§ **What to work on**
Starting with the first line and ending with the line that holds "async fn create_without_capability_is_denied()", repeat the material exactly.

START Records supplied

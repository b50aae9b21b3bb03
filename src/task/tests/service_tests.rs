//! Unit tests for the orchestration service.

use eyre::{bail, ensure};
use rstest::rstest;

use super::fixtures::{dated_task_input, day, Harness};
use crate::schedule::DateRange;
use crate::task::{
    domain::{
        AssignmentRole, DependencyType, NewTask, Priority, TaskDomainError, TaskId, TaskPatch,
        TaskStatus, UserId,
    },
    ports::{Caller, Capability, DependencyGraphError, TaskStoreError},
    services::{TaskSearchRequest, TaskServiceError},
};

#[rstest]
#[tokio::test(flavor = "multi_thread")]
async fn create_without_capability_is_denied() -> eyre::Result<()> {
    let harness = Harness::with_no_grants();
    let input = NewTask::new(harness.project_id, "Forbidden");

    let result = harness.service.create_task(input, &harness.caller).await;

    let Err(TaskServiceError::PermissionDenied { capability, .. }) = result else {
        bail!("expected permission denial, got {result:?}");
    };
    ensure!(capability == Capability::CreateTask);
    Ok(())
}

#[rstest]
#[tokio::test(flavor = "multi_thread")]
async fn view_is_checked_after_fetch() -> eyre::Result<()> {
    let harness = Harness::with_full_grants();
    let task = harness
        .service
        .create_task(
            NewTask::new(harness.project_id, "Private"),
            &harness.caller,
        )
        .await?;

    let stranger = Caller::new(UserId::new());
    let result = harness.service.get_task(task.id(), &stranger).await;

    ensure!(matches!(
        result,
        Err(TaskServiceError::PermissionDenied {
            capability: Capability::ViewTasks,
            ..
        })
    ));
    Ok(())
}

#[rstest]
#[tokio::test(flavor = "multi_thread")]
async fn get_missing_task_is_not_found() -> eyre::Result<()> {
    let harness = Harness::with_full_grants();
    let result = harness.service.get_task(TaskId::new(), &harness.caller).await;
    ensure!(matches!(
        result,
        Err(TaskServiceError::Store(TaskStoreError::NotFound(_)))
    ));
    Ok(())
}

#[rstest]
#[tokio::test(flavor = "multi_thread")]
async fn stale_update_is_a_retryable_conflict() -> eyre::Result<()> {
    let harness = Harness::with_full_grants();
    let task = harness
        .service
        .create_task(
            NewTask::new(harness.project_id, "Contended"),
            &harness.caller,
        )
        .await?;

    let first = TaskPatch {
        title: Some("First writer".to_owned()),
        ..TaskPatch::default()
    };
    let updated = harness
        .service
        .update_task(task.id(), &first, task.version(), &harness.caller)
        .await?;
    ensure!(updated.version() == task.version() + 1);

    // A second writer still holding the original version loses.
    let second = TaskPatch {
        title: Some("Second writer".to_owned()),
        ..TaskPatch::default()
    };
    let result = harness
        .service
        .update_task(task.id(), &second, task.version(), &harness.caller)
        .await;
    ensure!(matches!(
        result,
        Err(TaskServiceError::Store(TaskStoreError::VersionConflict { .. }))
    ));

    // Retrying against the fresh version succeeds.
    let retried = harness
        .service
        .update_task(task.id(), &second, updated.version(), &harness.caller)
        .await?;
    ensure!(retried.title() == "Second writer");
    Ok(())
}

#[rstest]
#[tokio::test(flavor = "multi_thread")]
async fn forbidden_transition_is_rejected() -> eyre::Result<()> {
    let harness = Harness::with_full_grants();
    let task = harness
        .service
        .create_task(NewTask::new(harness.project_id, "Fresh"), &harness.caller)
        .await?;

    let result = harness
        .service
        .transition_status(task.id(), TaskStatus::Completed, &harness.caller)
        .await;

    ensure!(matches!(
        result,
        Err(TaskServiceError::Domain(TaskDomainError::InvalidTransition {
            from: TaskStatus::NotStarted,
            to: TaskStatus::Completed,
        }))
    ));
    Ok(())
}

#[rstest]
#[tokio::test(flavor = "multi_thread")]
async fn reopen_requires_its_own_capability() -> eyre::Result<()> {
    let harness = Harness::with_full_grants();
    let task = harness
        .service
        .create_task(NewTask::new(harness.project_id, "Done"), &harness.caller)
        .await?;
    harness
        .service
        .transition_status(task.id(), TaskStatus::InProgress, &harness.caller)
        .await?;
    harness
        .service
        .transition_status(task.id(), TaskStatus::Completed, &harness.caller)
        .await?;

    harness
        .authorizer
        .revoke(
            harness.caller.user_id(),
            harness.project_id,
            Capability::ReopenTask,
        )?;
    let result = harness
        .service
        .transition_status(task.id(), TaskStatus::NotStarted, &harness.caller)
        .await;
    ensure!(matches!(
        result,
        Err(TaskServiceError::PermissionDenied {
            capability: Capability::ReopenTask,
            ..
        })
    ));

    harness.authorizer.grant(
        harness.caller.user_id(),
        harness.project_id,
        Capability::ReopenTask,
    )?;
    let reopened = harness
        .service
        .transition_status(task.id(), TaskStatus::NotStarted, &harness.caller)
        .await?;
    ensure!(reopened.status() == TaskStatus::NotStarted);
    Ok(())
}

#[rstest]
#[tokio::test(flavor = "multi_thread")]
async fn cross_project_dependency_is_rejected() -> eyre::Result<()> {
    let harness = Harness::with_full_grants();
    let other_project = crate::task::domain::ProjectId::new();
    harness
        .authorizer
        .grant_all(harness.caller.user_id(), other_project)?;
    let local = harness
        .service
        .create_task(NewTask::new(harness.project_id, "Local"), &harness.caller)
        .await?;
    let foreign = harness
        .service
        .create_task(NewTask::new(other_project, "Foreign"), &harness.caller)
        .await?;

    let result = harness
        .service
        .add_dependency(
            local.id(),
            foreign.id(),
            DependencyType::FinishToStart,
            0,
            &harness.caller,
        )
        .await;

    let Err(TaskServiceError::ProjectMismatch {
        predecessor,
        successor,
    }) = result
    else {
        bail!("expected project mismatch, got {result:?}");
    };
    ensure!(predecessor == harness.project_id);
    ensure!(successor == other_project);
    Ok(())
}

#[rstest]
#[tokio::test(flavor = "multi_thread")]
async fn cycle_is_rejected_through_the_service() -> eyre::Result<()> {
    let harness = Harness::with_full_grants();
    let a = harness
        .service
        .create_task(NewTask::new(harness.project_id, "A"), &harness.caller)
        .await?;
    let b = harness
        .service
        .create_task(NewTask::new(harness.project_id, "B"), &harness.caller)
        .await?;

    harness
        .service
        .add_dependency(
            a.id(),
            b.id(),
            DependencyType::FinishToStart,
            0,
            &harness.caller,
        )
        .await?;
    let result = harness
        .service
        .add_dependency(
            b.id(),
            a.id(),
            DependencyType::FinishToStart,
            0,
            &harness.caller,
        )
        .await;

    ensure!(matches!(
        result,
        Err(TaskServiceError::Graph(
            DependencyGraphError::CircularDependency { .. }
        ))
    ));
    Ok(())
}

#[rstest]
#[tokio::test(flavor = "multi_thread")]
async fn removing_missing_dependency_is_reported() -> eyre::Result<()> {
    let harness = Harness::with_full_grants();
    let a = harness
        .service
        .create_task(NewTask::new(harness.project_id, "A"), &harness.caller)
        .await?;
    let b = harness
        .service
        .create_task(NewTask::new(harness.project_id, "B"), &harness.caller)
        .await?;
    let edge = harness
        .service
        .add_dependency(
            a.id(),
            b.id(),
            DependencyType::FinishToStart,
            0,
            &harness.caller,
        )
        .await?;

    harness
        .service
        .remove_dependency(edge.id(), &harness.caller)
        .await?;
    let result = harness
        .service
        .remove_dependency(edge.id(), &harness.caller)
        .await;

    ensure!(matches!(
        result,
        Err(TaskServiceError::DependencyNotFound(id)) if id == edge.id()
    ));
    Ok(())
}

#[rstest]
#[tokio::test(flavor = "multi_thread")]
async fn delete_is_blocked_by_dependents_unless_cascaded() -> eyre::Result<()> {
    let harness = Harness::with_full_grants();
    let upstream = harness
        .service
        .create_task(NewTask::new(harness.project_id, "Upstream"), &harness.caller)
        .await?;
    let downstream = harness
        .service
        .create_task(
            NewTask::new(harness.project_id, "Downstream"),
            &harness.caller,
        )
        .await?;
    harness
        .service
        .add_dependency(
            upstream.id(),
            downstream.id(),
            DependencyType::FinishToStart,
            0,
            &harness.caller,
        )
        .await?;

    let result = harness
        .service
        .delete_task(upstream.id(), &harness.caller, false)
        .await;
    let Err(TaskServiceError::DependencyExists { task, blocking }) = result else {
        bail!("expected blocked deletion, got {result:?}");
    };
    ensure!(task == upstream.id());
    ensure!(blocking == vec![downstream.id()]);

    harness
        .service
        .delete_task(upstream.id(), &harness.caller, true)
        .await?;
    let fetched = harness.service.get_task(upstream.id(), &harness.caller).await;
    ensure!(matches!(
        fetched,
        Err(TaskServiceError::Store(TaskStoreError::NotFound(_)))
    ));
    // The downstream task survives with no incoming edges.
    let survivor = harness
        .service
        .get_task(downstream.id(), &harness.caller)
        .await?;
    ensure!(survivor.id() == downstream.id());
    Ok(())
}

#[rstest]
#[tokio::test(flavor = "multi_thread")]
async fn assignment_lifecycle_through_the_service() -> eyre::Result<()> {
    let harness = Harness::with_full_grants();
    let task = harness
        .service
        .create_task(NewTask::new(harness.project_id, "Staffed"), &harness.caller)
        .await?;
    let worker = UserId::new();

    let assignment = harness
        .service
        .assign_user(
            task.id(),
            worker,
            AssignmentRole::Contributor,
            75,
            &harness.caller,
        )
        .await?;
    ensure!(assignment.allocation().value() == 75);
    ensure!(assignment.is_active());

    let over_allocated = harness
        .service
        .assign_user(task.id(), worker, AssignmentRole::Owner, 101, &harness.caller)
        .await;
    ensure!(matches!(
        over_allocated,
        Err(TaskServiceError::Domain(TaskDomainError::InvalidAllocation(101)))
    ));

    let closed = harness
        .service
        .unassign_user(
            task.id(),
            worker,
            AssignmentRole::Contributor,
            &harness.caller,
        )
        .await?;
    ensure!(!closed.is_active());
    Ok(())
}

#[rstest]
#[tokio::test(flavor = "multi_thread")]
async fn search_filters_by_assignee() -> eyre::Result<()> {
    let harness = Harness::with_full_grants();
    let assigned = harness
        .service
        .create_task(NewTask::new(harness.project_id, "Assigned"), &harness.caller)
        .await?;
    harness
        .service
        .create_task(
            NewTask::new(harness.project_id, "Unassigned"),
            &harness.caller,
        )
        .await?;
    let worker = UserId::new();
    harness
        .service
        .assign_user(
            assigned.id(),
            worker,
            AssignmentRole::Contributor,
            100,
            &harness.caller,
        )
        .await?;

    let request = TaskSearchRequest::new(harness.project_id).with_assignee(worker);
    let page = harness.service.search_tasks(request, &harness.caller).await?;

    ensure!(page.total == 1);
    ensure!(page.items.first().map(crate::task::domain::Task::id) == Some(assigned.id()));
    Ok(())
}

#[rstest]
#[tokio::test(flavor = "multi_thread")]
async fn search_combines_status_and_priority_filters() -> eyre::Result<()> {
    let harness = Harness::with_full_grants();
    let urgent = harness
        .service
        .create_task(
            NewTask::new(harness.project_id, "Urgent work").with_priority(Priority::Urgent),
            &harness.caller,
        )
        .await?;
    harness
        .service
        .create_task(NewTask::new(harness.project_id, "Routine"), &harness.caller)
        .await?;
    harness
        .service
        .transition_status(urgent.id(), TaskStatus::InProgress, &harness.caller)
        .await?;

    let request = TaskSearchRequest::new(harness.project_id)
        .with_status(TaskStatus::InProgress)
        .with_priority(Priority::Urgent);
    let page = harness.service.search_tasks(request, &harness.caller).await?;

    ensure!(page.total == 1);
    ensure!(page.items.first().map(crate::task::domain::Task::id) == Some(urgent.id()));
    Ok(())
}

END Records supplied

§ **Reply**
repository b50aae9b21b3bb03
filename src/task/tests/service_tests.rs
//! Unit tests for the orchestration service.

use eyre::{bail, ensure};
use rstest::rstest;

use super::fixtures::{dated_task_input, day, Harness};
use crate::schedule::DateRange;
use crate::task::{
    domain::{
        AssignmentRole, DependencyType, NewTask, Priority, TaskDomainError, TaskId, TaskPatch,
        TaskStatus, UserId,
    },
    ports::{Caller, Capability, DependencyGraphError, TaskStoreError},
    services::{TaskSearchRequest, TaskServiceError},
};

#[rstest]
#[tokio::test(flavor = "multi_thread")]
async fn create_without_capability_is_denied() -> eyre::Result<()> {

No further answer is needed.